- _What needs to be done_:
Give back all the data below exactly as it is shown.

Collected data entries
◇ ◇ ◇

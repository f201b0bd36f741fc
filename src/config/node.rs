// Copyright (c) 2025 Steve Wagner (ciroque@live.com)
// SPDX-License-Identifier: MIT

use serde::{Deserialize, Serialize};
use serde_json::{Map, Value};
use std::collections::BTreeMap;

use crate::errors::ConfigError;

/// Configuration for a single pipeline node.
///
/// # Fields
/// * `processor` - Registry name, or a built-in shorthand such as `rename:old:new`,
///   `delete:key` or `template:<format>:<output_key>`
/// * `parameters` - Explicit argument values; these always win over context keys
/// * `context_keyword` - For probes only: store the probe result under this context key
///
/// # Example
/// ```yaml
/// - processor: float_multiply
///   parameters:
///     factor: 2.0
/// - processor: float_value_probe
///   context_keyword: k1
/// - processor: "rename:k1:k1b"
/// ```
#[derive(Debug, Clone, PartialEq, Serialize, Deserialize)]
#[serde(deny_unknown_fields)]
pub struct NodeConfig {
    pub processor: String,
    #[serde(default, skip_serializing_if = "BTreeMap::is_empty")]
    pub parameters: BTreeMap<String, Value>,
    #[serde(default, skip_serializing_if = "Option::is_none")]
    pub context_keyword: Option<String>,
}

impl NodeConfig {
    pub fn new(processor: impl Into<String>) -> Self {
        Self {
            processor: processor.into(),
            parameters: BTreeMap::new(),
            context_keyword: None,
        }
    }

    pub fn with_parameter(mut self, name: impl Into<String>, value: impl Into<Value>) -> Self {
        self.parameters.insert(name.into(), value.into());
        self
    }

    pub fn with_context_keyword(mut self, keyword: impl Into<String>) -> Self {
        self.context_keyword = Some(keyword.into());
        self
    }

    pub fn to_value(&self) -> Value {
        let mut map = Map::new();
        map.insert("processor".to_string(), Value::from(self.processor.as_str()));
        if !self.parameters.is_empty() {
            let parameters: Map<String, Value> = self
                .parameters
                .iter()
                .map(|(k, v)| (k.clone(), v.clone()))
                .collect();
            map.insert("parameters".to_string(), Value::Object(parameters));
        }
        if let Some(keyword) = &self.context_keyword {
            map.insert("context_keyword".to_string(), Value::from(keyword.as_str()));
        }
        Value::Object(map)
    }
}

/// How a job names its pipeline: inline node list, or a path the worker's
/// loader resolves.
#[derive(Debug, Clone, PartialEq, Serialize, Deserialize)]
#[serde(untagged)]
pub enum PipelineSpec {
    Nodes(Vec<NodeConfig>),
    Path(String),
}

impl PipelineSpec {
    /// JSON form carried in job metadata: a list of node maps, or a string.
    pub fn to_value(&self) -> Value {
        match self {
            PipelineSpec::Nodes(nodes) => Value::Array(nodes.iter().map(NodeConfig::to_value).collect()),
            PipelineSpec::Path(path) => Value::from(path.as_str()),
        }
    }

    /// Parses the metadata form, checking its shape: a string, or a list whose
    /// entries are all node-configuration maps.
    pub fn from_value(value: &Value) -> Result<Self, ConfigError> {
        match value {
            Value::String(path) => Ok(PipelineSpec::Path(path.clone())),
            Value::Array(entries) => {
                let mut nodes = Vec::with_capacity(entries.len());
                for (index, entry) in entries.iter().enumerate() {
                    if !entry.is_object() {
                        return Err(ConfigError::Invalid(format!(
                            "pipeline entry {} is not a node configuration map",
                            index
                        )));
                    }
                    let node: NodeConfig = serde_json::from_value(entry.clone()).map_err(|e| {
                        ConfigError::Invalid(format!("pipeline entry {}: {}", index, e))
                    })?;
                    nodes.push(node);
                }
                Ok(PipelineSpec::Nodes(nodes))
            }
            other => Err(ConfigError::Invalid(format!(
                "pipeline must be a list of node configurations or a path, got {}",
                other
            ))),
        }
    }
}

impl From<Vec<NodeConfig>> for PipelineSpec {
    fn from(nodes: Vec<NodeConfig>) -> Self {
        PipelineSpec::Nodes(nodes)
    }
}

◇ ◇ ◇

- _The completed task_:
repository f201b0bd36f741fc
filename src/config/node.rs
// Copyright (c) 2025 Steve Wagner (ciroque@live.com)
// SPDX-License-Identifier: MIT

use serde::{Deserialize, Serialize};
use serde_json::{Map, Value};
use std::collections::BTreeMap;

use crate::errors::ConfigError;

/// Configuration for a single pipeline node.
///
/// # Fields
/// * `processor` - Registry name, or a built-in shorthand such as `rename:old:new`,
///   `delete:key` or `template:<format>:<output_key>`
/// * `parameters` - Explicit argument values; these always win over context keys
/// * `context_keyword` - For probes only: store the probe result under this context key
///
/// # Example
/// ```yaml
/// - processor: float_multiply
///   parameters:
///     factor: 2.0
/// - processor: float_value_probe
///   context_keyword: k1
/// - processor: "rename:k1:k1b"
/// ```
#[derive(Debug, Clone, PartialEq, Serialize, Deserialize)]
#[serde(deny_unknown_fields)]
pub struct NodeConfig {
    pub processor: String,
    #[serde(default, skip_serializing_if = "BTreeMap::is_empty")]
    pub parameters: BTreeMap<String, Value>,
    #[serde(default, skip_serializing_if = "Option::is_none")]
    pub context_keyword: Option<String>,
}

impl NodeConfig {
    pub fn new(processor: impl Into<String>) -> Self {
        Self {
            processor: processor.into(),
            parameters: BTreeMap::new(),
            context_keyword: None,
        }
    }

    pub fn with_parameter(mut self, name: impl Into<String>, value: impl Into<Value>) -> Self {
        self.parameters.insert(name.into(), value.into());
        self
    }

    pub fn with_context_keyword(mut self, keyword: impl Into<String>) -> Self {
        self.context_keyword = Some(keyword.into());
        self
    }

    pub fn to_value(&self) -> Value {
        let mut map = Map::new();
        map.insert("processor".to_string(), Value::from(self.processor.as_str()));
        if !self.parameters.is_empty() {
            let parameters: Map<String, Value> = self
                .parameters
                .iter()
                .map(|(k, v)| (k.clone(), v.clone()))
                .collect();
            map.insert("parameters".to_string(), Value::Object(parameters));
        }
        if let Some(keyword) = &self.context_keyword {
            map.insert("context_keyword".to_string(), Value::from(keyword.as_str()));
        }
        Value::Object(map)
    }
}

/// How a job names its pipeline: inline node list, or a path the worker's
/// loader resolves.
#[derive(Debug, Clone, PartialEq, Serialize, Deserialize)]
#[serde(untagged)]
pub enum PipelineSpec {
    Nodes(Vec<NodeConfig>),
    Path(String),
}

impl PipelineSpec {
    /// JSON form carried in job metadata: a list of node maps, or a string.
    pub fn to_value(&self) -> Value {
        match self {
            PipelineSpec::Nodes(nodes) => Value::Array(nodes.iter().map(NodeConfig::to_value).collect()),
            PipelineSpec::Path(path) => Value::from(path.as_str()),
        }
    }

    /// Parses the metadata form, checking its shape: a string, or a list whose
    /// entries are all node-configuration maps.
    pub fn from_value(value: &Value) -> Result<Self, ConfigError> {
        match value {
            Value::String(path) => Ok(PipelineSpec::Path(path.clone())),
            Value::Array(entries) => {
                let mut nodes = Vec::with_capacity(entries.len());
                for (index, entry) in entries.iter().enumerate() {
                    if !entry.is_object() {
                        return Err(ConfigError::Invalid(format!(
                            "pipeline entry {} is not a node configuration map",
                            index
                        )));
                    }
                    let node: NodeConfig = serde_json::from_value(entry.clone()).map_err(|e| {
                        ConfigError::Invalid(format!("pipeline entry {}: {}", index, e))
                    })?;
                    nodes.push(node);
                }
                Ok(PipelineSpec::Nodes(nodes))
            }
            other => Err(ConfigError::Invalid(format!(
                "pipeline must be a list of node configurations or a path, got {}",
                other
            ))),
        }
    }
}

impl From<Vec<NodeConfig>> for PipelineSpec {
    fn from(nodes: Vec<NodeConfig>) -> Self {
        PipelineSpec::Nodes(nodes)
    }
}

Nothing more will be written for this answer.